**The problem**
What is needed is a verbatim copy of each record below.

Material for this exercise: Begin

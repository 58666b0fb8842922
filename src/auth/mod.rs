pub mod id_token;
pub mod oauth;
pub mod session;

pub use session::{Account, Credential, Purpose, Session};
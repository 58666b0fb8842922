use std::sync::mpsc::{Receiver, Sender, TryRecvError};
use std::thread;

use crate::auth::session::IdentityProvider;
use crate::auth::{Credential, Purpose, Session};
use crate::error::TransportError;
use crate::graph::GraphApi;
use crate::tickets::{TicketClock, submit_tickets};
use crate::workflow::{Effect, Outcome};

/// Background thread that owns the session and runs effects one at a time,
/// in the order they were sent.
pub struct Worker {
    jobs: Sender<Effect>,
    outcomes: Receiver<Outcome>,
}

impl Worker {
    /// `tx`/`rx` are the two ends of the outcome channel; the caller may have
    /// handed clones of `tx` to the identity provider for sign-in prompts.
    pub fn spawn<P, G>(
        mut session: Session<P>,
        graph: G,
        clock: TicketClock,
        tx: Sender<Outcome>,
        rx: Receiver<Outcome>,
    ) -> Self
    where
        P: IdentityProvider + 'static,
        G: GraphApi + 'static,
    {
        let (jobs, job_rx) = std::sync::mpsc::channel::<Effect>();
        thread::spawn(move || {
            for effect in job_rx {
                let Some(outcome) = execute(&mut session, &graph, clock, effect) else {
                    continue;
                };
                if tx.send(outcome).is_err() {
                    break;
                }
            }
            log::debug!("worker stopped");
        });
        Self { jobs, outcomes: rx }
    }

    pub fn send(&self, effect: Effect) {
        if self.jobs.send(effect).is_err() {
            log::error!("worker thread is gone, dropping effect");
        }
    }

    /// Next finished outcome, if any, without blocking.
    pub fn try_next(&self) -> Option<Outcome> {
        match self.outcomes.try_recv() {
            Ok(o) => Some(o),
            Err(TryRecvError::Empty) | Err(TryRecvError::Disconnected) => None,
        }
    }
}

fn fetch<P, T>(
    session: &mut Session<P>,
    purpose: Purpose,
    call: impl FnOnce(&Credential) -> Result<T, TransportError>,
) -> Result<T, String>
where
    P: IdentityProvider,
{
    let credential = session.acquire_silent(purpose).map_err(|e| e.to_string())?;
    call(&credential).map_err(|e| {
        log::warn!("Graph call failed: {e}");
        e.to_string()
    })
}

/// Run one effect to completion.
pub fn execute<P, G>(
    session: &mut Session<P>,
    graph: &G,
    clock: TicketClock,
    effect: Effect,
) -> Option<Outcome>
where
    P: IdentityProvider,
    G: GraphApi,
{
    match effect {
        Effect::SetSameAccount(same) => {
            session.set_same_account(same);
            None
        }
        Effect::SignIn(purpose) => Some(match session.acquire_credential(purpose) {
            Ok(c) => Outcome::SignedIn {
                purpose,
                account: c.account,
            },
            Err(e) => Outcome::SignInFailed {
                purpose,
                error: e.to_string(),
            },
        }),
        Effect::SignOut => {
            session.logout();
            None
        }
        Effect::LoadMessages => Some(Outcome::Messages(fetch(session, Purpose::MailRead, |c| {
            graph.list_messages(c)
        }))),
        Effect::LoadSites => Some(Outcome::Sites(fetch(session, Purpose::ListWrite, |c| {
            graph.list_sites(c)
        }))),
        Effect::LoadLists { site_id } => {
            let result = fetch(session, Purpose::ListWrite, |c| graph.list_lists(c, &site_id));
            Some(Outcome::Lists { site_id, result })
        }
        Effect::LoadColumns { site_id, list_id } => {
            let result = fetch(session, Purpose::ListWrite, |c| {
                graph.list_columns(c, &site_id, &list_id)
            });
            Some(Outcome::Columns {
                site_id,
                list_id,
                result,
            })
        }
        Effect::Submit(request) => {
            if let Err(e) = request.validate() {
                return Some(Outcome::SubmitFailed(e.to_string()));
            }
            let writer = match session.acquire_silent(Purpose::ListWrite) {
                Ok(c) => c,
                Err(e) => return Some(Outcome::SubmitFailed(e.to_string())),
            };
            Some(match submit_tickets(graph, &writer, &request, clock) {
                Ok(results) => Outcome::Submitted(results),
                Err(e) => Outcome::SubmitFailed(e.to_string()),
            })
        }
    }
}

Material for this exercise: End

**Your response**
repository 58666b0fb8842922
filename src/auth/mod.rs
pub mod id_token;
pub mod oauth;
pub mod session;

pub use session::{Account, Credential, Purpose, Session};
repository 58666b0fb8842922
use std::sync::mpsc::{Receiver, Sender, TryRecvError};
use std::thread;

use crate::auth::session::IdentityProvider;
use crate::auth::{Credential, Purpose, Session};
use crate::error::TransportError;
use crate::graph::GraphApi;
use crate::tickets::{TicketClock, submit_tickets};
use crate::workflow::{Effect, Outcome};

/// Background thread that owns the session and runs effects one at a time,
/// in the order they were sent.
pub struct Worker {
    jobs: Sender<Effect>,
    outcomes: Receiver<Outcome>,
}

impl Worker {
    /// `tx`/`rx` are the two ends of the outcome channel; the caller may have
    /// handed clones of `tx` to the identity provider for sign-in prompts.
    pub fn spawn<P, G>(
        mut session: Session<P>,
        graph: G,
        clock: TicketClock,
        tx: Sender<Outcome>,
        rx: Receiver<Outcome>,
    ) -> Self
    where
        P: IdentityProvider + 'static,
        G: GraphApi + 'static,
    {
        let (jobs, job_rx) = std::sync::mpsc::channel::<Effect>();
        thread::spawn(move || {
            for effect in job_rx {
                let Some(outcome) = execute(&mut session, &graph, clock, effect) else {
                    continue;
                };
                if tx.send(outcome).is_err() {
                    break;
                }
            }
            log::debug!("worker stopped");
        });
        Self { jobs, outcomes: rx }
    }

    pub fn send(&self, effect: Effect) {
        if self.jobs.send(effect).is_err() {
            log::error!("worker thread is gone, dropping effect");
        }
    }

    /// Next finished outcome, if any, without blocking.
    pub fn try_next(&self) -> Option<Outcome> {
        match self.outcomes.try_recv() {
            Ok(o) => Some(o),
            Err(TryRecvError::Empty) | Err(TryRecvError::Disconnected) => None,
        }
    }
}

fn fetch<P, T>(
    session: &mut Session<P>,
    purpose: Purpose,
    call: impl FnOnce(&Credential) -> Result<T, TransportError>,
) -> Result<T, String>
where
    P: IdentityProvider,
{
    let credential = session.acquire_silent(purpose).map_err(|e| e.to_string())?;
    call(&credential).map_err(|e| {
        log::warn!("Graph call failed: {e}");
        e.to_string()
    })
}

/// Run one effect to completion.
pub fn execute<P, G>(
    session: &mut Session<P>,
    graph: &G,
    clock: TicketClock,
    effect: Effect,
) -> Option<Outcome>
where
    P: IdentityProvider,
    G: GraphApi,
{
    match effect {
        Effect::SetSameAccount(same) => {
            session.set_same_account(same);
            None
        }
        Effect::SignIn(purpose) => Some(match session.acquire_credential(purpose) {
            Ok(c) => Outcome::SignedIn {
                purpose,
                account: c.account,
            },
            Err(e) => Outcome::SignInFailed {
                purpose,
                error: e.to_string(),
            },
        }),
        Effect::SignOut => {
            session.logout();
            None
        }
        Effect::LoadMessages => Some(Outcome::Messages(fetch(session, Purpose::MailRead, |c| {
            graph.list_messages(c)
        }))),
        Effect::LoadSites => Some(Outcome::Sites(fetch(session, Purpose::ListWrite, |c| {
            graph.list_sites(c)
        }))),
        Effect::LoadLists { site_id } => {
            let result = fetch(session, Purpose::ListWrite, |c| graph.list_lists(c, &site_id));
            Some(Outcome::Lists { site_id, result })
        }
        Effect::LoadColumns { site_id, list_id } => {
            let result = fetch(session, Purpose::ListWrite, |c| {
                graph.list_columns(c, &site_id, &list_id)
            });
            Some(Outcome::Columns {
                site_id,
                list_id,
                result,
            })
        }
        Effect::Submit(request) => {
            if let Err(e) = request.validate() {
                return Some(Outcome::SubmitFailed(e.to_string()));
            }
            let writer = match session.acquire_silent(Purpose::ListWrite) {
                Ok(c) => c,
                Err(e) => return Some(Outcome::SubmitFailed(e.to_string())),
            };
            Some(match submit_tickets(graph, &writer, &request, clock) {
                Ok(results) => Outcome::Submitted(results),
                Err(e) => Outcome::SubmitFailed(e.to_string()),
            })
        }
    }
}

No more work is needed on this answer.